Finding the eigenvalues for each value of $a \in \mathbb R$

Question

Let $$A = \begin{bmatrix} a^2 & 0 & a \\ 0 & 2a & 0 \\ 0 & 0 & a+2 \end{bmatrix}$$ For each value of $a \in \mathbb R$, find the eigenvalues of $A$.

I thought it should be whenever $\ a$ makes the determinant of $A$ zero so it should be $\ 0, -2, $ but apparently the answers are $\ -1,0,2 $ which I don't understand why?

$\ a = -1 , 2, \ \det (A) \not = 0 $

Answer 1

If the question is

find for each value of $\ a $, the eigen values of $\ A $

then the answer is $a^2, 2a, a+2$ since $A$ is triangular.

If the answer is

$-1,0,2$

then the question is "find for which value of $a$ the matrix $A$ has repeated eigenvalues."

Answer 2

We have $\det(A- \lambda I)=(a^2-\lambda)(2a-\lambda)(a+2- \lambda)$.

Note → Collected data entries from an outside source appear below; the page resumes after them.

use std::fmt::Display;

use serde::{Deserialize, Serialize};

use crate::nmea::{GpsDate, GpsFix};
use crate::spectrometer::Frame;

/// A data channel tracked by the synchronizer.
#[derive(Serialize, Deserialize, Debug, Clone, Copy, PartialEq, Eq, PartialOrd, Ord, Hash)]
pub enum Channel {
    Temperature,
    Humidity,
    Pressure,
    Spectrometer,
    GpsFix,
    GpsDate,
    RadarAltitude,
    LineNumber,
}

impl Channel {
    pub const COUNT: usize = 8;

    /// All channels, in the order they are checked for staleness.
    pub const ALL: [Channel; Channel::COUNT] = [
        Channel::Temperature,
        Channel::Humidity,
        Channel::Pressure,
        Channel::Spectrometer,
        Channel::GpsFix,
        Channel::GpsDate,
        Channel::RadarAltitude,
        Channel::LineNumber,
    ];

    #[must_use]
    pub fn name(self) -> &'static str {
        match self {
            Channel::Temperature => "Temperature",
            Channel::Humidity => "Humidity",
            Channel::Pressure => "Pressure",
            Channel::Spectrometer => "RSX",
            Channel::GpsFix => "GPS GPGGA",
            Channel::GpsDate => "GPS GPZDA",
            Channel::RadarAltitude => "NAV RDALT",
            Channel::LineNumber => "NAV LINE",
        }
    }

    pub(crate) fn index(self) -> usize {
        self as usize
    }
}

impl Display for Channel {
    fn fmt(&self, f: &mut std::fmt::Formatter<'_>) -> std::fmt::Result {
        f.write_str(self.name())
    }
}

/// Latest decoded value of every channel.
///
/// A snapshot is only ever updated field by field as records are decoded; it is never
/// reset, so a channel that stops reporting keeps its last value.
#[derive(Serialize, Deserialize, Debug, Default, Clone, PartialEq)]
pub struct Snapshot {
    /// Epoch (integer seconds of recording time) this snapshot was flushed at
    pub epoch: i64,
    pub gps_fix: GpsFix,
    pub gps_date: GpsDate,
    /// Height above ground level
    pub radar_altitude: f64,
    pub line_number: u32,
    pub temperature: f64,
    pub humidity: f64,
    pub pressure: f64,
    pub spectrometer: Frame,
}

Hence the eigenvalues of $A$ are: $a^2,2a$ and $a+2$.

Answer 3

Eigenvalues of a matrix are usually computed by finding the values of $\lambda$ such that $\det(A-\lambda I)=0$. The determinant of $A$ is not relevant.

The answer will be three expressions that would in general contain $a$, so I do not see how they can be -1, 0 and 2.

Answer 4

$A^{2}-a^{2}I,A^{2}-(a+2)I$ adn $A^{2}-2aI$ all have one row of zeros so these are singular and the eigen values are $a^{2},a+2$ and $2a$.